Profound empathy for people with whom they shared significant moments during their lives was also recorded by almost all of the participants in the LRE research. A common element of LREs was the inclusion of deeply emotional experiences from the perspective of others close to them. Here’s what one participant had to say: ‘‘I could individually go into each person and I could feel the pain that they had in their life … I was allowed to see that part of them and feel for myself what they felt.”
Another one: “I was seeing, feeling these things about him [my father], and he was sharing with me the things of his early childhood and how things were difficult for him.”
Perhaps the most significant conclusion was that “all interviewees in the study said after their LRE, they had experienced a major change in perspective regarding significant people in their lives or important life events.”
The researchers who reported their findings chose not to assess them from a spiritual perspective nor to link them to age-old rabbinic insights into the soul as well as the religious explanations for our final journey. Scientists hesitate to make science subservient to traditional belief.

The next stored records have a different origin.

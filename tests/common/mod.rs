#![allow(dead_code)]

use axum_test::TestServer;
use shortlink::application::services::UserTokenCodec;
use shortlink::domain::delete_event::DeleteRequest;
use shortlink::domain::repositories::MappingRepository;
use shortlink::infrastructure::persistence::MemoryMappingRepository;
use shortlink::routes::app_routes;
use shortlink::state::{AppState, DynRepository};
use std::sync::Arc;
use tokio::sync::mpsc;

pub const BASE_URL: &str = "http://localhost:8080";
pub const TOKEN_SECRET: &str = "test-user-token-secret";

pub fn token_codec() -> UserTokenCodec {
    UserTokenCodec::new(TOKEN_SECRET)
}

/// Cookie header value identifying `user_id`.
pub fn user_cookie(user_id: u32) -> String {
    format!("user_token={}", token_codec().mint_for(user_id))
}

pub fn create_test_state(
    repository: Arc<DynRepository>,
) -> (AppState, mpsc::Receiver<DeleteRequest>) {
    let (tx, rx) = mpsc::channel(100);
    let state = AppState::new(repository, BASE_URL, token_codec(), tx);
    (state, rx)
}

/// Full router over a fresh memory backend.
///
/// The delete queue receiver is returned so tests can inspect or drain it.
pub fn memory_server() -> (
    TestServer,
    Arc<MemoryMappingRepository>,
    mpsc::Receiver<DeleteRequest>,
) {
    let repository = Arc::new(MemoryMappingRepository::new());
    let (state, rx) = create_test_state(repository.clone());
    let server = TestServer::new(app_routes(state)).unwrap();
    (server, repository, rx)
}

/// Strips the base URL from a handed-out short URL.
pub fn short_code(short_url: &str) -> &str {
    short_url
        .strip_prefix(BASE_URL)
        .and_then(|rest| rest.strip_prefix('/'))
        .unwrap()
}

pub async fn seed(repository: &dyn MappingRepository, short: &str, long: &str, owner: u32) {
    repository.put(short, long, owner).await.unwrap();
}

Instead they tried to offer other explanations for their findings – how the prefrontal, medial temporal, or parietal cortices, all “happen to be particularly vulnerable to hypoxia and blood loss resulting from traumatic near-death experiences.”
Of course that is possible. Far more probable to my mind though is what the wisdom of our tradition understood for thousands of years. Death, as the Rabbi of Kotzk put it, is “nothing more than moving from one room to another, from a comparative hovel to a magnificent domicile in heaven.” And as a final courtesy, before we leave for that trip God allows us a look back, to see the movie of our lifetime.
We may then be filled either with regret or with joy. To know that in advance is perhaps the greatest inspiration to lead a life filled with meaning and purpose.